Aim of the task: Take the data below. Output it exactly from its first line through the line containing "pub enum Severity".

(Records to process)

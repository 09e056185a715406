//! Structured JSON logger
//!
//! - One log line = one event
//! - `event` first, `severity` second, remaining fields sorted by key
//! - Synchronous, no buffering
//! - Process-wide minimum severity, `Info` by default

use std::fmt;
use std::io::{self, Write};
use std::sync::atomic::{AtomicU8, Ordering};

/// Log severity levels
#[derive(Debug, Clone, Copy, PartialEq, Eq, PartialOrd, Ord)]
pub enum Severity {
    /// Per-group detail
    Trace = 0,
    /// Normal operations
    Info = 1,
    /// Recoverable issues
    Warn = 2,
    /// Operation failures
    Error = 3,
}

impl Severity {
    /// Returns the string representation
    pub fn as_str(&self) -> &'static str {
        match self {
            Severity::Trace => "TRACE",
            Severity::Info => "INFO",
            Severity::Warn => "WARN",
            Severity::Error => "ERROR",
        }
    }

    fn from_u8(level: u8) -> Self {
        match level {
            0 => Severity::Trace,
            1 => Severity::Info,
            2 => Severity::Warn,
            _ => Severity::Error,
        }
    }
}

impl fmt::Display for Severity {
    fn fmt(&self, f: &mut fmt::Formatter<'_>) -> fmt::Result {
        write!(f, "{}", self.as_str())
    }
}

static MIN_SEVERITY: AtomicU8 = AtomicU8::new(Severity::Info as u8);

/// A structured logger that outputs JSON lines
pub struct Logger;

impl Logger {
    /// Set the lowest severity that is written.
    pub fn set_min_severity(severity: Severity) {
        MIN_SEVERITY.store(severity as u8, Ordering::Relaxed);
    }

    pub fn min_severity() -> Severity {
        Severity::from_u8(MIN_SEVERITY.load(Ordering::Relaxed))
    }

    pub fn enabled(severity: Severity) -> bool {
        severity >= Self::min_severity()
    }

    /// Log an event. Errors go to stderr, everything else to stdout.
    pub fn log(severity: Severity, event: &str, fields: &[(&str, &str)]) {
        if !Self::enabled(severity) {
            return;
        }
        if severity >= Severity::Error {
            Self::log_to_writer(severity, event, fields, &mut io::stderr());
        } else {
            Self::log_to_writer(severity, event, fields, &mut io::stdout());
        }
    }

    fn log_to_writer<W: Write>(
        severity: Severity,
        event: &str,
        fields: &[(&str, &str)],
        writer: &mut W,
    ) {
        let line = Self::format_line(severity, event, fields);
        // One write per line so concurrent workers do not interleave
        let _ = writer.write_all(line.as_bytes());
        let _ = writer.flush();
    }

    fn format_line(severity: Severity, event: &str, fields: &[(&str, &str)]) -> String {
        let mut output = String::with_capacity(128);

        output.push_str("{\"event\":");
        Self::push_json_string(&mut output, event);
        output.push_str(",\"severity\":\"");
        output.push_str(severity.as_str());
        output.push('"');

        let mut sorted: Vec<_> = fields.iter().collect();
        sorted.sort_by_key(|(k, _)| *k);

        for (key, value) in sorted {
            output.push(',');
            Self::push_json_string(&mut output, key);
            output.push(':');
            Self::push_json_string(&mut output, value);
        }

        output.push_str("}\n");
        output
    }

    fn push_json_string(output: &mut String, s: &str) {
        // serde_json handles escaping of quotes and control characters
        match serde_json::to_string(s) {
            Ok(quoted) => output.push_str(&quoted),
            Err(_) => output.push_str("\"\""),
        }
    }

    pub fn trace(event: &str, fields: &[(&str, &str)]) {
        Self::log(Severity::Trace, event, fields);
    }

    pub fn info(event: &str, fields: &[(&str, &str)]) {
        Self::log(Severity::Info, event, fields);
    }

    pub fn warn(event: &str, fields: &[(&str, &str)]) {
        Self::log(Severity::Warn, event, fields);
    }

    pub fn error(event: &str, fields: &[(&str, &str)]) {
        Self::log(Severity::Error, event, fields);
    }
}

#[cfg(test)]
pub fn capture_log(severity: Severity, event: &str, fields: &[(&str, &str)]) -> String {
    let mut buffer = Vec::new();
    Logger::log_to_writer(severity, event, fields, &mut buffer);
    String::from_utf8(buffer).unwrap()
}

(End Records to process)

Exercise result:
repository 09e056185a715406
//! Structured JSON logger
//!
//! - One log line = one event
//! - `event` first, `severity` second, remaining fields sorted by key
//! - Synchronous, no buffering
//! - Process-wide minimum severity, `Info` by default

use std::fmt;
use std::io::{self, Write};
use std::sync::atomic::{AtomicU8, Ordering};

/// Log severity levels
#[derive(Debug, Clone, Copy, PartialEq, Eq, PartialOrd, Ord)]
pub enum Severity {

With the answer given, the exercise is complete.